(Items listed in a dataset)

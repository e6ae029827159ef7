//! Authoritative refresh of the assigned-incident list.
//!
//! The reconciler owns full-list replacement: it fetches the team's list
//! from the query endpoint, applies the visibility filter and sort
//! invariant, replaces in-memory state wholesale, and mirrors the result
//! into the durable cache. When the network is gone it walks the fallback
//! chain (memory, then cache) so the host never sees a blank list once
//! data has been seen.

use std::sync::Arc;
use std::time::{SystemTime, UNIX_EPOCH};

use crate::cache::{self, CacheStore};
use crate::error::{FetchError, SyncError};
use crate::model::{self, Incident};
use crate::state::ListState;

/// The team-scoped assigned-incident query endpoint.
pub trait IncidentSource: Send + Sync {
    /// Fetch the authoritative list for a team.
    ///
    /// # Errors
    ///
    /// Any [`FetchError`]; the reconciler maps it into the fallback chain.
    fn fetch_assigned(&self, team_id: &str) -> Result<Vec<Incident>, FetchError>;
}

/// Externally-supplied online/offline signal, read synchronously at the
/// start of each reconciler run.
pub trait Connectivity: Send + Sync {
    fn is_online(&self) -> bool;
}

/// [`Connectivity`] backed by a shared boolean, for hosts that flip a flag
/// from their own network monitor.
#[derive(Debug, Default)]
pub struct OnlineFlag(std::sync::atomic::AtomicBool);

impl OnlineFlag {
    #[must_use]
    pub fn new(online: bool) -> Self {
        Self(std::sync::atomic::AtomicBool::new(online))
    }

    pub fn set_online(&self, online: bool) {
        self.0.store(online, std::sync::atomic::Ordering::SeqCst);
    }
}

impl Connectivity for OnlineFlag {
    fn is_online(&self) -> bool {
        self.0.load(std::sync::atomic::Ordering::SeqCst)
    }
}

/// How a reconciler run concluded, for diagnostics and tests.
#[derive(Debug, Clone, Copy, PartialEq, Eq)]
pub enum RefreshOutcome {
    /// Online fetch succeeded; list replaced and cached.
    Fetched,
    /// Offline; the cached list is showing.
    OfflineCache,
    /// Offline with nothing cached; state left unchanged.
    OfflineNoData,
    /// Fetch failed; pre-existing in-memory data kept.
    DegradedMemory,
    /// Fetch failed on first load; the cached list stepped in.
    DegradedCache,
    /// Fetch failed with no fallback at all.
    Failed,
    /// The engine was torn down before or during the run.
    Disposed,
}

/// Clears the loading signal on every exit path.
struct LoadingGuard<'a> {
    state: &'a ListState,
}

impl<'a> LoadingGuard<'a> {
    fn begin(state: &'a ListState, first_load: bool) -> Self {
        // Only a first load shows a spinner; background refreshes must
        // never blank the visible list.
        if first_load {
            state.set_loading(true);
        }
        Self { state }
    }
}

impl Drop for LoadingGuard<'_> {
    fn drop(&mut self) {
        self.state.set_loading(false);
    }
}

/// Performs authoritative refreshes for one team.
pub struct Reconciler {
    team_id: String,
    source: Arc<dyn IncidentSource>,
    cache: Arc<dyn CacheStore>,
    connectivity: Arc<dyn Connectivity>,
    state: Arc<ListState>,
}

impl std::fmt::Debug for Reconciler {
    fn fmt(&self, f: &mut std::fmt::Formatter<'_>) -> std::fmt::Result {
        f.debug_struct("Reconciler")
            .field("team_id", &self.team_id)
            .finish_non_exhaustive()
    }
}

impl Reconciler {
    #[must_use]
    pub fn new(
        team_id: impl Into<String>,
        source: Arc<dyn IncidentSource>,
        cache: Arc<dyn CacheStore>,
        connectivity: Arc<dyn Connectivity>,
        state: Arc<ListState>,
    ) -> Self {
        Self {
            team_id: team_id.into(),
            source,
            cache,
            connectivity,
            state,
        }
    }

    /// Run one full reconciliation.
    pub fn run(&self) -> RefreshOutcome {
        if self.state.is_disposed() {
            return RefreshOutcome::Disposed;
        }

        let first_load = self.state.is_empty();
        let _loading = LoadingGuard::begin(&self.state, first_load);
        self.state.set_error(None);

        // Warm-start: a cached list is adopted before any network attempt,
        // so a slow or failing fetch still paints something immediately.
        let cached = cache::load_cached_list(self.cache.as_ref(), &self.team_id);
        if let Some(list) = cached.clone() {
            tracing::debug!(team_id = %self.team_id, count = list.len(), "adopted cached list");
            self.state.replace_list(list);
        }

        if !self.connectivity.is_online() {
            return if cached.is_some() {
                tracing::info!(team_id = %self.team_id, "offline; serving cached list");
                self.state.set_error(Some(SyncError::OfflineUsingCache));
                RefreshOutcome::OfflineCache
            } else {
                tracing::warn!(team_id = %self.team_id, "offline with no cached data");
                self.state.set_error(Some(SyncError::OfflineNoData));
                RefreshOutcome::OfflineNoData
            };
        }

        match self.source.fetch_assigned(&self.team_id) {
            Ok(fetched) => self.adopt_fetched(fetched),
            Err(e) => self.fall_back(first_load, cached, &e),
        }
    }

    fn adopt_fetched(&self, mut incidents: Vec<Incident>) -> RefreshOutcome {
        let fetched_count = incidents.len();
        model::retain_visible(&mut incidents);
        model::sort_incidents(&mut incidents);

        if self.state.is_disposed() {
            return RefreshOutcome::Disposed;
        }

        tracing::info!(
            team_id = %self.team_id,
            fetched = fetched_count,
            visible = incidents.len(),
            "authoritative refresh complete"
        );

        self.state.replace_list(incidents.clone());
        cache::store_cached_list(self.cache.as_ref(), &self.team_id, &incidents);

        let now_ms = wall_clock_ms();
        self.state.set_last_refreshed(now_ms);
        cache::stamp_refresh(self.cache.as_ref(), &self.team_id, now_ms);

        RefreshOutcome::Fetched
    }

    fn fall_back(
        &self,
        first_load: bool,
        cached: Option<Vec<Incident>>,
        error: &FetchError,
    ) -> RefreshOutcome {
        tracing::warn!(team_id = %self.team_id, error = %error, "authoritative fetch failed");

        if !first_load {
            self.state.set_error(Some(SyncError::StaleUsingMemory {
                source_message: error.to_string(),
            }));
            return RefreshOutcome::DegradedMemory;
        }

        if let Some(list) = cached {
            self.state.replace_list(list);
            self.state.set_error(Some(SyncError::StaleUsingCache {
                source_message: error.to_string(),
            }));
            return RefreshOutcome::DegradedCache;
        }

        self.state.set_error(Some(SyncError::Fetch(error.clone())));
        RefreshOutcome::Failed
    }
}

pub(crate) fn wall_clock_ms() -> i64 {
    SystemTime::now()
        .duration_since(UNIX_EPOCH)
        .map_or(0, |d| i64::try_from(d.as_millis()).unwrap_or(i64::MAX))
}

#[cfg(test)]
mod tests {
    use super::*;
    use crate::cache::MemoryCacheStore;
    use std::sync::Mutex;
    use std::sync::atomic::{AtomicUsize, Ordering};

    /// Scripted incident source that counts calls.
    struct FakeSource {
        responses: Mutex<Vec<Result<Vec<Incident>, FetchError>>>,
        calls: AtomicUsize,
    }

    impl FakeSource {
        fn new(responses: Vec<Result<Vec<Incident>, FetchError>>) -> Self {
            Self {
                responses: Mutex::new(responses),
                calls: AtomicUsize::new(0),
            }
        }

        fn calls(&self) -> usize {
            self.calls.load(Ordering::SeqCst)
        }
    }

    impl IncidentSource for FakeSource {
        fn fetch_assigned(&self, _team_id: &str) -> Result<Vec<Incident>, FetchError> {
            self.calls.fetch_add(1, Ordering::SeqCst);
            let mut responses = self.responses.lock().expect("responses lock");
            if responses.is_empty() {
                Err(FetchError::Network("script exhausted".to_string()))
            } else {
                responses.remove(0)
            }
        }
    }

    fn incident(id: &str, created: &str) -> Incident {
        Incident {
            id: id.to_string(),
            created_at: created.to_string(),
            ..Incident::default()
        }
    }

    struct Harness {
        source: Arc<FakeSource>,
        cache: Arc<MemoryCacheStore>,
        connectivity: Arc<OnlineFlag>,
        state: Arc<ListState>,
        reconciler: Reconciler,
    }

    fn harness(responses: Vec<Result<Vec<Incident>, FetchError>>, online: bool) -> Harness {
        let source = Arc::new(FakeSource::new(responses));
        let cache = Arc::new(MemoryCacheStore::new());
        let connectivity = Arc::new(OnlineFlag::new(online));
        let state = Arc::new(ListState::new());
        let reconciler = Reconciler::new(
            "7",
            Arc::clone(&source) as Arc<dyn IncidentSource>,
            Arc::clone(&cache) as Arc<dyn CacheStore>,
            Arc::clone(&connectivity) as Arc<dyn Connectivity>,
            Arc::clone(&state),
        );
        Harness {
            source,
            cache,
            connectivity,
            state,
            reconciler,
        }
    }

    // === online success ===================================================

    #[test]
    fn success_filters_sorts_caches_and_stamps() {
        let finalized = Incident {
            field_report: Some(crate::model::FieldReport {
                id: "fr-1".to_string(),
                finalized_report_id: Some(9),
                ..crate::model::FieldReport::default()
            }),
            ..incident("done", "2024-03-01T12:00:00Z")
        };
        let h = harness(
            vec![Ok(vec![
                incident("older", "2024-03-01T08:00:00Z"),
                finalized,
                incident("newer", "2024-03-01T10:00:00Z"),
            ])],
            true,
        );

        assert_eq!(h.reconciler.run(), RefreshOutcome::Fetched);

        let snapshot = h.state.snapshot();
        let ids: Vec<&str> = snapshot.incidents.iter().map(|i| i.id.as_str()).collect();
        assert_eq!(ids, ["newer", "older"]);
        assert!(snapshot.error.is_none());
        assert!(!snapshot.loading);
        assert!(snapshot.last_refreshed_ms.is_some());

        // Cache mirrors the visible list.
        let cached = cache::load_cached_list(h.cache.as_ref(), "7").expect("cached");
        assert_eq!(cached.len(), 2);
        assert!(cache::last_refresh_stamp(h.cache.as_ref(), "7").is_some());
    }

    // === offline chain ====================================================

    #[test]
    fn offline_with_cache_serves_cache_with_zero_network_calls() {
        let h = harness(vec![Ok(vec![incident("live", "2024-03-01T08:00:00Z")])], false);
        cache::store_cached_list(
            h.cache.as_ref(),
            "7",
            &[incident("cached", "2024-03-01T07:00:00Z")],
        );

        assert_eq!(h.reconciler.run(), RefreshOutcome::OfflineCache);

        let snapshot = h.state.snapshot();
        assert_eq!(snapshot.incidents.len(), 1);
        assert_eq!(snapshot.incidents[0].id, "cached");
        assert_eq!(snapshot.error, Some(SyncError::OfflineUsingCache));
        assert_eq!(h.source.calls(), 0, "offline run must not touch the network");
    }

    #[test]
    fn offline_with_no_cache_reports_hard_offline_and_keeps_state() {
        let h = harness(vec![], false);
        h.state.replace_list(vec![incident("kept", "2024-03-01T08:00:00Z")]);
        // Memory is non-empty, so no loading flash either.

        assert_eq!(h.reconciler.run(), RefreshOutcome::OfflineNoData);

        let snapshot = h.state.snapshot();
        assert_eq!(snapshot.incidents.len(), 1);
        assert_eq!(snapshot.incidents[0].id, "kept");
        assert_eq!(snapshot.error, Some(SyncError::OfflineNoData));
        assert_eq!(h.source.calls(), 0);
    }

    // === failure chain ====================================================

    #[test]
    fn fetch_failure_keeps_existing_memory() {
        let h = harness(
            vec![
                Ok(vec![incident("first", "2024-03-01T08:00:00Z")]),
                Err(FetchError::Network("connection reset".to_string())),
            ],
            true,
        );

        assert_eq!(h.reconciler.run(), RefreshOutcome::Fetched);
        assert_eq!(h.reconciler.run(), RefreshOutcome::DegradedMemory);

        let snapshot = h.state.snapshot();
        assert_eq!(snapshot.incidents[0].id, "first");
        match snapshot.error {
            Some(SyncError::StaleUsingMemory { source_message }) => {
                assert!(source_message.contains("connection reset"));
            }
            other => panic!("unexpected error state: {other:?}"),
        }
    }

    #[test]
    fn first_load_failure_falls_back_to_cache() {
        let h = harness(
            vec![Err(FetchError::Backend {
                status: 502,
                message: "bad gateway".to_string(),
            })],
            true,
        );
        cache::store_cached_list(
            h.cache.as_ref(),
            "7",
            &[incident("cached", "2024-03-01T07:00:00Z")],
        );

        assert_eq!(h.reconciler.run(), RefreshOutcome::DegradedCache);

        let snapshot = h.state.snapshot();
        assert_eq!(snapshot.incidents[0].id, "cached");
        match snapshot.error {
            Some(SyncError::StaleUsingCache { source_message }) => {
                assert!(source_message.contains("bad gateway"));
            }
            other => panic!("unexpected error state: {other:?}"),
        }
    }

    #[test]
    fn first_load_failure_with_no_fallback_is_hard_error() {
        let h = harness(
            vec![Err(FetchError::Network("dns failure".to_string()))],
            true,
        );

        assert_eq!(h.reconciler.run(), RefreshOutcome::Failed);

        let snapshot = h.state.snapshot();
        assert!(snapshot.incidents.is_empty());
        assert!(matches!(snapshot.error, Some(SyncError::Fetch(_))));
    }

    // === loading signal ===================================================

    #[test]
    fn loading_clears_even_on_failure() {
        let h = harness(
            vec![Err(FetchError::Network("down".to_string()))],
            true,
        );
        h.reconciler.run();
        assert!(!h.state.is_loading());
    }

    #[test]
    fn background_refresh_does_not_set_loading() {
        let h = harness(
            vec![
                Ok(vec![incident("a", "2024-03-01T08:00:00Z")]),
                Ok(vec![incident("a", "2024-03-01T08:00:00Z")]),
            ],
            true,
        );
        h.reconciler.run();

        // Second run starts with a non-empty list: no loading flash.
        // (Observed indirectly: the guard only sets the flag on first load,
        // and it is cleared by the time run() returns either way.)
        h.reconciler.run();
        assert!(!h.state.is_loading());
    }

    // === teardown guard ===================================================

    #[test]
    fn disposed_engine_refuses_to_run() {
        let h = harness(vec![Ok(vec![])], true);
        h.state.set_disposed(true);
        assert_eq!(h.reconciler.run(), RefreshOutcome::Disposed);
        assert_eq!(h.source.calls(), 0);
    }

    #[test]
    fn connectivity_flag_flips_behavior_between_runs() {
        let h = harness(
            vec![Ok(vec![incident("live", "2024-03-01T08:00:00Z")])],
            false,
        );
        assert_eq!(h.reconciler.run(), RefreshOutcome::OfflineNoData);

        h.connectivity.set_online(true);
        assert_eq!(h.reconciler.run(), RefreshOutcome::Fetched);
        assert_eq!(h.source.calls(), 1);
    }
}
//! The synchronization engine: one instance per active team subscription.
//!
//! [`SyncEngine`] wires the pieces together and owns their lifecycle. A
//! `start()` spawns the coalescer worker and the feed supervisor (one
//! subscription per team/session; starting again tears the previous one
//! down first); `stop()` closes the subscription, cancels any pending
//! coalesced refresh, and bars late async results from writing into
//! disposed state. Event routing follows the two-path design: incident
//! events for the local team take the instant path, everything else
//! relevant schedules a debounced authoritative refresh.

use std::sync::Arc;
use std::sync::atomic::{AtomicBool, Ordering};

use chrono::Utc;

use crate::cache::CacheStore;
use crate::coalesce::DebounceCoalescer;
use crate::config::EngineConfig;
use crate::feed::classify::{LocalContext, Relevance, classify};
use crate::feed::event::FeedEvent;
use crate::feed::subscriber::{
    FeedState, FeedSupervisor, FeedTransport, SupervisorConfig,
};
use crate::notify::{self, DispatchNotice};
use crate::patch::{self, IncidentPatch, PatchEffect};
use crate::reconcile::{Connectivity, IncidentSource, Reconciler, RefreshOutcome};
use crate::state::{EngineSnapshot, ListState};

/// Callback receiving qualifying dispatch notifications.
pub type DispatchCallback = Arc<dyn Fn(DispatchNotice) + Send + Sync>;

/// Callback observing every instant patch applied to the list.
pub type InstantUpdateCallback = Arc<dyn Fn(IncidentPatch) + Send + Sync>;

/// Host callbacks, all optional.
#[derive(Clone, Default)]
pub struct Callbacks {
    pub on_new_dispatch: Option<DispatchCallback>,
    pub on_instant_update: Option<InstantUpdateCallback>,
}

impl std::fmt::Debug for Callbacks {
    fn fmt(&self, f: &mut std::fmt::Formatter<'_>) -> std::fmt::Result {
        f.debug_struct("Callbacks")
            .field("on_new_dispatch", &self.on_new_dispatch.is_some())
            .field("on_instant_update", &self.on_instant_update.is_some())
            .finish()
    }
}

/// External collaborators the engine consumes.
#[derive(Clone)]
pub struct EngineDeps {
    pub source: Arc<dyn IncidentSource>,
    pub cache: Arc<dyn CacheStore>,
    pub connectivity: Arc<dyn Connectivity>,
    pub transport: Arc<dyn FeedTransport>,
}

impl std::fmt::Debug for EngineDeps {
    fn fmt(&self, f: &mut std::fmt::Formatter<'_>) -> std::fmt::Result {
        f.debug_struct("EngineDeps").finish_non_exhaustive()
    }
}

/// Everything an installed feed handler needs, resolved per event from
/// live state rather than captured at install time.
struct EventContext {
    team_id: String,
    actor_id: Option<String>,
    state: Arc<ListState>,
    cache: Arc<dyn CacheStore>,
    connectivity: Arc<dyn Connectivity>,
    coalescer: Arc<DebounceCoalescer>,
    callbacks: Callbacks,
}

/// Real-time incident synchronization engine for one team.
pub struct SyncEngine {
    team_id: String,
    actor_id: Option<String>,
    config: EngineConfig,
    deps: EngineDeps,
    callbacks: Callbacks,
    state: Arc<ListState>,
    reconciler: Arc<Reconciler>,
    coalescer: Option<Arc<DebounceCoalescer>>,
    supervisor: Option<FeedSupervisor>,
    shutdown: Option<Arc<AtomicBool>>,
}

impl std::fmt::Debug for SyncEngine {
    fn fmt(&self, f: &mut std::fmt::Formatter<'_>) -> std::fmt::Result {
        f.debug_struct("SyncEngine")
            .field("team_id", &self.team_id)
            .field("started", &self.supervisor.is_some())
            .finish_non_exhaustive()
    }
}

impl SyncEngine {
    /// Create a stopped engine for one team.
    #[must_use]
    pub fn new(
        team_id: impl Into<String>,
        actor_id: Option<String>,
        deps: EngineDeps,
        callbacks: Callbacks,
        config: EngineConfig,
    ) -> Self {
        let team_id = team_id.into();
        let state = Arc::new(ListState::new());
        let reconciler = Arc::new(Reconciler::new(
            team_id.clone(),
            Arc::clone(&deps.source),
            Arc::clone(&deps.cache),
            Arc::clone(&deps.connectivity),
            Arc::clone(&state),
        ));

        Self {
            team_id,
            actor_id,
            config,
            deps,
            callbacks,
            state,
            reconciler,
            coalescer: None,
            supervisor: None,
            shutdown: None,
        }
    }

    /// Spawn the coalescer worker and the feed subscription.
    ///
    /// Idempotent in effect: a running engine is torn down fully before
    /// the new subscription is created.
    pub fn start(&mut self) {
        if self.supervisor.is_some() {
            tracing::debug!(team_id = %self.team_id, "restarting engine; tearing down first");
            self.stop();
        }

        self.state.set_disposed(false);
        let shutdown = Arc::new(AtomicBool::new(false));

        let coalescer = {
            let reconciler = Arc::clone(&self.reconciler);
            Arc::new(DebounceCoalescer::new(
                self.config.coalesce_window(),
                move || {
                    reconciler.run();
                },
            ))
        };

        let context = Arc::new(EventContext {
            team_id: self.team_id.clone(),
            actor_id: self.actor_id.clone(),
            state: Arc::clone(&self.state),
            cache: Arc::clone(&self.deps.cache),
            connectivity: Arc::clone(&self.deps.connectivity),
            coalescer: Arc::clone(&coalescer),
            callbacks: self.callbacks.clone(),
        });
        let handler: Arc<dyn Fn(FeedEvent) + Send + Sync> =
            Arc::new(move |event| handle_event(&context, &event));

        let supervisor = FeedSupervisor::spawn(
            Arc::clone(&self.deps.transport),
            self.team_id.clone(),
            handler,
            SupervisorConfig {
                reconnect_delay: self.config.reconnect_delay(),
                poll_interval: self.config.poll_interval(),
            },
            Arc::clone(&shutdown),
        );

        self.coalescer = Some(coalescer);
        self.supervisor = Some(supervisor);
        self.shutdown = Some(shutdown);
        tracing::info!(team_id = %self.team_id, "sync engine started");
    }

    /// Tear down: close the subscription, cancel any pending coalesced
    /// refresh, and bar further state mutation.
    pub fn stop(&mut self) {
        self.state.set_disposed(true);
        if let Some(flag) = self.shutdown.take() {
            flag.store(true, Ordering::SeqCst);
        }
        if let Some(coalescer) = self.coalescer.take() {
            coalescer.shutdown();
        }
        if let Some(supervisor) = self.supervisor.take() {
            supervisor.join();
        }
        tracing::info!(team_id = %self.team_id, "sync engine stopped");
    }

    /// Run a manual authoritative refresh now, outside the coalescer.
    pub fn refresh(&self) -> RefreshOutcome {
        self.reconciler.run()
    }

    /// Point-in-time view for the display layer.
    #[must_use]
    pub fn snapshot(&self) -> EngineSnapshot {
        self.state.snapshot()
    }

    /// Current feed connection state.
    #[must_use]
    pub fn feed_state(&self) -> FeedState {
        self.supervisor
            .as_ref()
            .map_or(FeedState::Disconnected, FeedSupervisor::state)
    }

    /// The team this engine serves.
    #[must_use]
    pub fn team_id(&self) -> &str {
        &self.team_id
    }
}

impl Drop for SyncEngine {
    fn drop(&mut self) {
        self.stop();
    }
}

fn handle_event(cx: &EventContext, event: &FeedEvent) {
    if cx.state.is_disposed() {
        return;
    }

    // The relevance set is re-derived from live state on every event.
    let tracked = cx.state.tracked_ids();
    let relevance = classify(
        event,
        &LocalContext {
            team_id: &cx.team_id,
            actor_id: cx.actor_id.as_deref(),
            tracked: &tracked,
        },
    );

    match relevance {
        Relevance::Irrelevant => {
            tracing::trace!(table = %event.table, "irrelevant feed event dropped");
        }
        Relevance::Assigned { ref incident_id } | Relevance::StillAssigned { ref incident_id } => {
            let newly_assigned = matches!(relevance, Relevance::Assigned { .. });
            emit_incident_notice(cx, event);
            apply_instant(cx, event, incident_id, newly_assigned);
        }
        Relevance::Unassigned { incident_id } => {
            tracing::debug!(%incident_id, "incident left team; scheduling refresh");
            cx.coalescer.trigger();
        }
        Relevance::ReportChanged { incident_id } => {
            if let Some(incident_id) = &incident_id {
                emit_report_notice(cx, event, incident_id);
            }
            schedule_if_online(cx, "field report change");
        }
        Relevance::Finalized { incident_id } => {
            tracing::debug!(%incident_id, "field report finalized; scheduling removal refresh");
            schedule_if_online(cx, "finalized report");
        }
    }
}

/// Instant path: merge or insert straight into memory, then mirror into
/// the cache without blocking.
fn apply_instant(cx: &EventContext, event: &FeedEvent, incident_id: &str, newly_assigned: bool) {
    let Some(new_row) = event.new.as_ref() else {
        return;
    };

    let patch = if newly_assigned {
        IncidentPatch::from_snapshot(new_row)
    } else {
        IncidentPatch::field_update(new_row)
    };
    let Some(patch) = patch else {
        tracing::debug!(incident_id, "instant event without usable snapshot; dropping");
        return;
    };

    let effect = cx.state.with_list(|list| patch::apply_patch(list, &patch));
    match effect {
        Some(PatchEffect::Merged | PatchEffect::Inserted) => {
            tracing::debug!(incident_id, ?effect, "instant patch applied");
            if let Some(callback) = &cx.callbacks.on_instant_update {
                callback(patch.clone());
            }
            // Fire-and-forget; failures stay inside the mirror thread.
            drop(patch::mirror_patch_to_cache(
                Arc::clone(&cx.cache),
                cx.team_id.clone(),
                patch,
            ));
        }
        Some(PatchEffect::Skipped) => {
            // Unknown id and too thin to insert: fall back to the
            // authoritative path so the record is not lost.
            cx.coalescer.trigger();
        }
        None => {}
    }
}

fn emit_incident_notice(cx: &EventContext, event: &FeedEvent) {
    let Some(kind) =
        notify::classify_incident_diff(event.old.as_ref(), event.new.as_ref(), &cx.team_id)
    else {
        return;
    };
    let Some(new_row) = event.new.as_ref() else {
        return;
    };
    if let Some(notice) =
        notify::incident_notice(event.old.as_ref(), new_row, kind, &cx.team_id, Utc::now())
    {
        dispatch(cx, notice);
    }
}

fn emit_report_notice(cx: &EventContext, event: &FeedEvent, incident_id: &str) {
    let Some(kind) =
        notify::classify_report_diff(event.event_type, event.old.as_ref(), event.new.as_ref())
    else {
        return;
    };
    let (Some(new_row), Some(incident)) = (event.new.as_ref(), cx.state.find(incident_id)) else {
        return;
    };
    if let Some(notice) = notify::report_notice(
        event.old.as_ref(),
        new_row,
        kind,
        &incident,
        &cx.team_id,
        Utc::now(),
    ) {
        dispatch(cx, notice);
    }
}

fn dispatch(cx: &EventContext, notice: DispatchNotice) {
    tracing::info!(
        notice_id = %notice.id,
        kind = %notice.kind.as_str(),
        incident_id = %notice.incident_id,
        "dispatch notification"
    );
    if let Some(callback) = &cx.callbacks.on_new_dispatch {
        callback(notice);
    }
}

fn schedule_if_online(cx: &EventContext, reason: &str) {
    if cx.connectivity.is_online() {
        cx.coalescer.trigger();
    } else {
        tracing::debug!(reason, "offline; refresh deferred to reconnect");
    }
}
//! CLI configuration: a TOML file plus per-invocation overrides.

use std::path::{Path, PathBuf};

use anyhow::{Context, Result};
use muster_core::EngineConfig;
use serde::{Deserialize, Serialize};

/// Configuration for one muster client.
#[derive(Debug, Clone, Serialize, Deserialize)]
#[serde(default)]
pub struct ClientConfig {
    /// Base URL of the backend query service.
    pub endpoint_url: String,
    /// Team whose assignments this client mirrors.
    pub team_id: Option<String>,
    /// Signed-in responder id, used for field-report relevance.
    pub actor_id: Option<String>,
    /// Environment variable holding the bearer token, if the endpoint
    /// needs one. The token itself never lives in the config file.
    pub token_env: String,
    /// Durable cache location. Defaults to the platform data directory.
    pub cache_path: Option<PathBuf>,
    /// Engine tuning knobs.
    pub engine: EngineConfig,
}

impl Default for ClientConfig {
    fn default() -> Self {
        Self {
            endpoint_url: "http://localhost:8787".to_string(),
            team_id: None,
            actor_id: None,
            token_env: "MUSTER_TOKEN".to_string(),
            cache_path: None,
            engine: EngineConfig::default(),
        }
    }
}

impl ClientConfig {
    /// Resolve the cache path, falling back to the platform default.
    #[must_use]
    pub fn resolved_cache_path(&self) -> Option<PathBuf> {
        self.cache_path.clone().or_else(default_cache_path)
    }

    /// Read the bearer token from the configured environment variable.
    #[must_use]
    pub fn token(&self) -> Option<String> {
        std::env::var(&self.token_env).ok().filter(|t| !t.is_empty())
    }
}

/// Platform-default durable cache location.
#[must_use]
pub fn default_cache_path() -> Option<PathBuf> {
    dirs::data_local_dir().map(|dir| dir.join("muster/cache.db"))
}

/// Platform-default config file location.
#[must_use]
pub fn default_config_path() -> Option<PathBuf> {
    dirs::config_dir().map(|dir| dir.join("muster/config.toml"))
}

/// Load configuration.
///
/// An explicitly-passed path must exist; the default path is optional and
/// its absence yields defaults.
pub fn load_config(explicit: Option<&Path>) -> Result<ClientConfig> {
    let path = match explicit {
        Some(path) => path.to_path_buf(),
        None => match default_config_path() {
            Some(path) if path.exists() => path,
            _ => return Ok(ClientConfig::default()),
        },
    };

    let content = std::fs::read_to_string(&path)
        .with_context(|| format!("Failed to read {}", path.display()))?;

    toml::from_str::<ClientConfig>(&content)
        .with_context(|| format!("Failed to parse {}", path.display()))
}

| WHAT IS EXPECTED |
What is wanted is every line from the first line of the entries through the line that contains "pub trait IncidentSource: Send", given again exactly.

| COMPLETED EXERCISE |
repository e6ae029827159ef7
//! Authoritative refresh of the assigned-incident list.
//!
//! The reconciler owns full-list replacement: it fetches the team's list
//! from the query endpoint, applies the visibility filter and sort
//! invariant, replaces in-memory state wholesale, and mirrors the result
//! into the durable cache. When the network is gone it walks the fallback
//! chain (memory, then cache) so the host never sees a blank list once
//! data has been seen.

use std::sync::Arc;
use std::time::{SystemTime, UNIX_EPOCH};

use crate::cache::{self, CacheStore};
use crate::error::{FetchError, SyncError};
use crate::model::{self, Incident};
use crate::state::ListState;

/// The team-scoped assigned-incident query endpoint.
pub trait IncidentSource: Send + Sync {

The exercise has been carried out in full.